John P. Hussman Institute for Human Genomics, University of Miami, Miami, FL 33156.
J Phys A Math Theor. 2014 Nov 14;47(45). doi: 10.1088/1751-8113/47/45/455006.
During an epidemic, people may adapt or alter their social contacts to avoid infection. Various adaptation mechanisms have been studied previously.

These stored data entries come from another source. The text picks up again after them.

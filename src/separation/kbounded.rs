//! k 有界纯区域的多重集扩展。
//!
//! 把区域看作状态上的多重集 `R`（即各状态的标识）。`R` 是区域当且仅当每个事件的梯度
//! `R(s') - R(s)` 在其所有弧上恒定。从激发区域（或单个状态）出发，
//! 对第一个梯度不恒定的事件逐一尝试目标梯度，只增不减地抬高端点直到梯度恒定。
//! 超过 `k` 的候选以及覆盖全部状态的候选（整体减一仍是区域）被剪枝。
use std::collections::{HashSet, VecDeque};

use crate::cancel::Interrupted;
use crate::properties::Structure;
use crate::regions::{Region, RegionBuilder};
use crate::separation::{Separation, SeparationContext};
use crate::ts::StateId;

pub struct KBoundedSeparation {
    context: SeparationContext,
    bound: i64,
    /// Arcs as `(source position, target position)`, grouped by event.
    arcs_by_event: Vec<Vec<(usize, usize)>>,
}

impl KBoundedSeparation {
    pub fn create(context: &SeparationContext) -> Option<Box<dyn Separation>> {
        let bound = i64::try_from(context.properties.k_bounded()?).ok()?;
        let utility = &context.utility;
        let ts = utility.ts();
        if !context
            .properties
            .structure_within(Structure::PURE | Structure::PLAIN)
            || ts.has_locations()
            || !ts.is_deterministic()
            || !ts.is_totally_reachable()
        {
            return None;
        }
        let mut arcs_by_event = vec![Vec::new(); utility.event_count()];
        for arc in utility.arcs() {
            if let (Some(source), Some(target)) =
                (utility.position(arc.source), utility.position(arc.target))
            {
                arcs_by_event[arc.event].push((source, target));
            }
        }
        Some(Box::new(Self {
            context: context.clone(),
            bound,
            arcs_by_event,
        }))
    }

    fn gradients<'a>(&'a self, candidate: &'a [i64], event: usize) -> impl Iterator<Item = i64> + 'a {
        self.arcs_by_event[event]
            .iter()
            .map(move |&(source, target)| candidate[target] - candidate[source])
    }

    /// Raises endpoints until every `event` arc has `gradient`; `None` once a state exceeds `k`.
    fn expand(&self, candidate: &[i64], event: usize, gradient: i64) -> Option<Vec<i64>> {
        let mut next = candidate.to_vec();
        let mut changed = true;
        while changed {
            changed = false;
            for &(source, target) in &self.arcs_by_event[event] {
                let current = next[target] - next[source];
                if current < gradient {
                    next[target] = next[target].checked_add(gradient.checked_sub(current)?)?;
                    changed = true;
                } else if current > gradient {
                    next[source] = next[source].checked_add(current.checked_sub(gradient)?)?;
                    changed = true;
                }
                if next[source] > self.bound || next[target] > self.bound {
                    return None;
                }
            }
        }
        Some(next)
    }

    fn region(&self, candidate: &[i64]) -> Region {
        let mut builder = RegionBuilder::new(self.arcs_by_event.len());
        for event in 0..self.arcs_by_event.len() {
            if let Some(gradient) = self.gradients(candidate, event).next() {
                builder.add_weight_on(event, gradient);
            }
        }
        builder.with_initial_marking(candidate.first().copied().unwrap_or(0))
    }

    fn admissible(&self, region: &Region) -> bool {
        let properties = &self.context.properties;
        if properties.is_plain() && !region.is_plain() {
            return false;
        }
        properties
            .k_marking()
            .is_none_or(|k| region.initial_marking() % k == 0.into())
    }

    fn search(
        &self,
        seeds: Vec<Vec<i64>>,
        solves: impl Fn(&Region) -> bool,
    ) -> Result<Option<Region>, Interrupted> {
        let limit = self.context.config.kbounded.max_candidates;
        let mut seen = HashSet::new();
        let mut queue = VecDeque::new();
        for seed in seeds {
            if seed.iter().all(|tokens| *tokens <= self.bound) && seen.insert(seed.clone()) {
                queue.push_back(seed);
            }
        }
        let mut explored = 0;
        while let Some(candidate) = queue.pop_front() {
            self.context.cancel.check()?;
            explored += 1;
            if explored > limit {
                log::debug!("k-bounded expansion stopped after {limit} candidates");
                break;
            }
            if candidate.iter().all(|tokens| *tokens > 0) {
                continue;
            }
            let unsettled = (0..self.arcs_by_event.len()).find_map(|event| {
                let (min, max) = self
                    .gradients(&candidate, event)
                    .fold((i64::MAX, i64::MIN), |(lo, hi), g| (lo.min(g), hi.max(g)));
                (min < max).then_some((event, min, max))
            });
            let Some((event, min, max)) = unsettled else {
                let region = self.region(&candidate);
                if self.admissible(&region) && solves(&region) {
                    debug_assert_eq!(region.check_valid(&self.context.utility), Ok(()));
                    return Ok(Some(region));
                }
                continue;
            };
            for gradient in min..=max {
                if let Some(next) = self.expand(&candidate, event, gradient) {
                    if seen.insert(next.clone()) {
                        queue.push_back(next);
                    }
                }
            }
        }
        Ok(None)
    }

    fn indicator(&self, positions: impl IntoIterator<Item = usize>) -> Vec<i64> {
        let mut candidate = vec![0; self.context.utility.reachable_states().len()];
        for position in positions {
            candidate[position] = 1;
        }
        candidate
    }
}

impl Separation for KBoundedSeparation {
    fn name(&self) -> &'static str {
        "k-bounded"
    }

    fn separate_states(
        &mut self,
        left: StateId,
        right: StateId,
    ) -> Result<Option<Region>, Interrupted> {
        let utility = self.context.utility.clone();
        let (Some(l), Some(r)) = (utility.position(left), utility.position(right)) else {
            return Ok(None);
        };
        let seeds = vec![self.indicator([l]), self.indicator([r])];
        self.search(seeds, |region| {
            region
                .separates_states(&utility, left, right)
                .unwrap_or(false)
        })
    }

    fn separate_event(
        &mut self,
        state: StateId,
        event: usize,
    ) -> Result<Option<Region>, Interrupted> {
        let utility = self.context.utility.clone();
        let excitation = self.arcs_by_event[event]
            .iter()
            .map(|&(source, _)| source)
            .collect::<Vec<_>>();
        let seeds = vec![self.indicator(excitation)];
        self.search(seeds, |region| {
            region
                .separates_event(&utility, state, event)
                .unwrap_or(false)
        })
    }

    fn is_exact(&self) -> bool {
        false
    }
}

#[cfg(test)]
mod tests {
    use super::*;
    use std::rc::Rc;

    use crate::properties::PnProperties;
    use crate::regions::RegionUtility;
    use crate::ts::TransitionSystem;

    /// Two-slot buffer: `a` puts, `b` takes.
    fn buffer() -> Rc<RegionUtility> {
        let mut ts = TransitionSystem::new("s0");
        ts.add_arc_named("s0", "a", "s1");
        ts.add_arc_named("s1", "a", "s2");
        ts.add_arc_named("s2", "b", "s1");
        ts.add_arc_named("s1", "b", "s0");
        Rc::new(RegionUtility::new(ts))
    }

    #[test]
    fn expands_excitation_to_a_counter() {
        let utility = buffer();
        let context = SeparationContext::new(utility.clone(), PnProperties::new().with_k_bounded(2));
        let mut strategy = KBoundedSeparation::create(&context).unwrap();
        let s2 = utility.ts().state("s2").unwrap();
        let a = utility.event_index("a").unwrap();

        let region = strategy.separate_event(s2, a).unwrap().unwrap();
        assert_eq!(region.check_valid(&utility), Ok(()));
        assert!(region.separates_event(&utility, s2, a).unwrap());
        assert!(region.markings(&utility).iter().all(|m| *m <= 2.into()));
    }

    #[test]
    fn bound_prunes_every_candidate() {
        let utility = buffer();
        let context = SeparationContext::new(utility.clone(), PnProperties::safe());
        let mut strategy = KBoundedSeparation::create(&context).unwrap();
        let s2 = utility.ts().state("s2").unwrap();
        let a = utility.event_index("a").unwrap();
        assert_eq!(strategy.separate_event(s2, a).unwrap(), None);
    }

    #[test]
    fn huge_bounds_leave_the_strategy_out() {
        let context =
            SeparationContext::new(buffer(), PnProperties::new().with_k_bounded(u64::MAX));
        assert!(KBoundedSeparation::create(&context).is_none());
        let context =
            SeparationContext::new(buffer(), PnProperties::new().with_k_bounded(i64::MAX as u64));
        assert!(KBoundedSeparation::create(&context).is_some());
    }

    #[test]
    fn separates_states_of_the_buffer() {
        let utility = buffer();
        let context = SeparationContext::new(utility.clone(), PnProperties::new().with_k_bounded(2));
        let mut strategy = KBoundedSeparation::create(&context).unwrap();
        let s0 = utility.ts().initial();
        let s2 = utility.ts().state("s2").unwrap();
        let region = strategy.separate_states(s0, s2).unwrap().unwrap();
        assert!(region.separates_states(&utility, s0, s2).unwrap());
    }
}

Recently, a new adaptation mechanism was presented in [1], where susceptible nodes temporarily deactivate their links to infected neighbors and reactivate when their neighbors recover. Considering the same adaptation mechanism on a scale-free network, we find that the topology of the subnetwork consisting of active links is fundamentally different from the original network topology. We predict the scaling exponent of the active degree distribution and derive mean-field equations by using improved moment closure approximations based on the conditional distribution of active degree given the total degree. These mean field equations show better agreement with numerical simulation results than the standard mean field equations based on a homogeneity assumption.
在疫情期间,人们可能会调整或改变其社交接触以避免感染。此前已经研究了各种适应机制。最近,[1]中提出了一种新的适应机制,即易感节点会暂时停用与受感染邻居的连接,并在邻居康复时重新激活。考虑到在无标度网络上的相同适应机制,我们发现由活跃连接组成的子网拓扑与原始网络拓扑有根本不同。我们预测活跃度分布的标度指数,并通过基于给定总度数的活跃度条件分布使用改进的矩闭合近似来推导平均场方程。这些平均场方程与基于均匀性假设的标准平均场方程相比,与数值模拟结果的吻合度更高。